Monday, 24 November, 2014

Australia’s ‘bush tucker’ industry needs a new business model that includes commercial cultivation in order to reach its potential, according to a South Australian academic.

Dr Jennifer Cleary, a researcher in the School of Commerce at the University of South Australia, says appropriate commercial cultivation would provide sufficient quantities for products such as bush tomatoes and Kakadu plums to become common, popular and readily available.

That in turn would allow wild supplies from Indigenous lands to be recognised and promoted as premium products, creating a more realistic and profitable business model for Aboriginal communities.

“People have been saying for 20 years that bush tucker is going to take off, but it hasn’t because we haven’t yet got the model right for everyone. Unfortunately, the industry to date has been built almost completely on the wild supply from remote locations, which has not been valued as highly as it could have been,” Dr Cleary said.

It also has not been as reliable as western business models demand, which motivated her recently completed PhD research studying the industry’s value chains from an Aboriginal perspective.

Her thesis was runner-up for the Best Doctoral Dissertation Award presented recently in Washington by the Regional Science Association International.

It highlighted how Aboriginal peoples and their relationships to the land and to each other sometimes made it difficult to meet supply contracts even if, from a western perspective, supplies seem to be available.

Dr Jennifer Cleary.

Dr Jennifer Cleary.

As such, western responses to deal with perceived problems, such as establishing cooperatives, also may be seen to fail, without anyone actually being at fault. Even supplementing wild stocks with additional plantings may not be effective if they cannot be harvested as required, because of cultural or community considerations.

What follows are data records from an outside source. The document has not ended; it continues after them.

#[cfg(test)]
mod tests {
    use super::*;
    use crate::ecore::{builtin, Attribute, FeatureRef, Reference, UNBOUNDED};
    use smol_str::SmolStr;

    fn xmi_string(package: &Package) -> String {
        String::from_utf8(write_xmi(package).expect("write")).expect("utf8")
    }

    fn sample_package() -> Package {
        let mut package = Package::new();
        package.set_name("shop");

        let order = package.add_class("Order", false, false);
        let item = package.add_class("Item", false, false);

        if let Some(class) = package.class_mut(order) {
            class.features.push(Feature::Attribute(Attribute {
                name: SmolStr::new("total"),
                ty: builtin::EINT,
                annotations: Vec::new(),
            }));
            class.features.push(Feature::Reference(Reference {
                name: SmolStr::new("items"),
                target: item,
                lower: 0,
                upper: UNBOUNDED,
                containment: true,
                opposite: Some(FeatureRef {
                    class: item,
                    feature: 0,
                }),
                annotations: Vec::new(),
            }));
        }
        if let Some(class) = package.class_mut(item) {
            class.features.push(Feature::Reference(Reference {
                name: SmolStr::new("order"),
                target: order,
                lower: 0,
                upper: 1,
                containment: false,
                opposite: Some(FeatureRef {
                    class: order,
                    feature: 1,
                }),
                annotations: Vec::new(),
            }));
        }
        package
    }

    #[test]
    fn package_header_attributes() {
        let xml = xmi_string(&sample_package());
        assert!(xml.starts_with("<?xml version=\"1.0\" encoding=\"UTF-8\"?>"));
        assert!(xml.contains("<ecore:EPackage"));
        assert!(xml.contains("name=\"shop\""));
        assert!(xml.contains("nsURI=\"https://www.example.org/shop\""));
        assert!(xml.contains("nsPrefix=\"shop\""));
    }

    #[test]
    fn builtins_are_not_serialized_as_classifiers() {
        let xml = xmi_string(&sample_package());
        assert!(!xml.contains("name=\"EInt\""));
        assert!(xml.contains("ecore:EDataType http://www.eclipse.org/emf/2002/Ecore#//EInt"));
    }

    #[test]
    fn references_carry_multiplicity_containment_and_opposite() {
        let xml = xmi_string(&sample_package());
        assert!(xml.contains("xsi:type=\"ecore:EReference\""));
        assert!(xml.contains("upperBound=\"-1\""));
        assert!(xml.contains("containment=\"true\""));
        assert!(xml.contains("eOpposite=\"#//Item/order\""));
        assert!(xml.contains("eOpposite=\"#//Order/items\""));
    }

    #[test]
    fn enums_and_literals() {
        let mut package = Package::new();
        let colors = package.add_enum("Color");
        crate::mapping::add_enum_literal(&mut package, colors, "RED", 0);
        crate::mapping::add_enum_literal(&mut package, colors, "GREEN", 1);
        let xml = xmi_string(&package);
        assert!(xml.contains("xsi:type=\"ecore:EEnum\""));
        assert!(xml.contains("<eLiterals name=\"RED\"/>"));
        assert!(xml.contains("<eLiterals name=\"GREEN\" value=\"1\"/>"));
    }

    #[test]
    fn annotations_serialize_with_details() {
        let mut package = Package::new();
        let class = package.add_class("C", false, false);
        if let Some(c) = package.class_mut(class) {
            c.features.push(Feature::Attribute(Attribute {
                name: SmolStr::new("name"),
                ty: builtin::ESTRING,
                annotations: vec![Annotation::documentation("original name 'getName'")],
            }));
        }
        let xml = xmi_string(&package);
        assert!(xml.contains("eAnnotations source=\"http://www.eclipse.org/emf/2002/GenModel\""));
        assert!(xml.contains("key=\"documentation\""));
    }

    #[test]
    fn validation_failure_blocks_export() {
        let mut package = Package::new();
        package.add_class("Dup", false, false);
        package.add_class("Dup", false, false);
        let dir = tempfile::tempdir().expect("tempdir");
        let path = dir.path().join("out.ecore");
        let result = export_model(&package, &path);
        assert!(matches!(result, Err(ModelError::Validation(_))));
        assert!(!path.exists());
    }

    #[test]
    fn export_writes_a_file() {
        let dir = tempfile::tempdir().expect("tempdir");
        let path = dir.path().join("shop.ecore");
        export_model(&sample_package(), &path).expect("export");
        let contents = std::fs::read_to_string(&path).expect("read");
        assert!(contents.contains("<ecore:EPackage"));
    }
}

This inability to guarantee supply not only makes it difficult to keep existing products and brands viable, it means bush tucker isn’t available in sufficient quantities to become an accepted and regular part of everyday eating.

“While there’s been a quite a lot of interest by people such as chefs, the vast majority of people don’t know bush tucker exists outside specific settings,” Dr Cleary said. “They don’t know you can buy bush tomato sauce in supermarkets.

Dr Cleary, who led a national project on bush foods within the then Desert Knowledge Cooperative Research Centre before joining UniSA, is currently advising on the commercialisation of a popular bush food harvested from Aboriginal lands in the Northern Territory.

She believes Aboriginal communities would accept cultivation of traditional bush food if it provided a clearly differentiated supply of products that would enhance the quality and reputation of genuine ‘bush tucker’.

“Ensuring supply for the industry is the only way it can grow and become more than just a niche,” she said.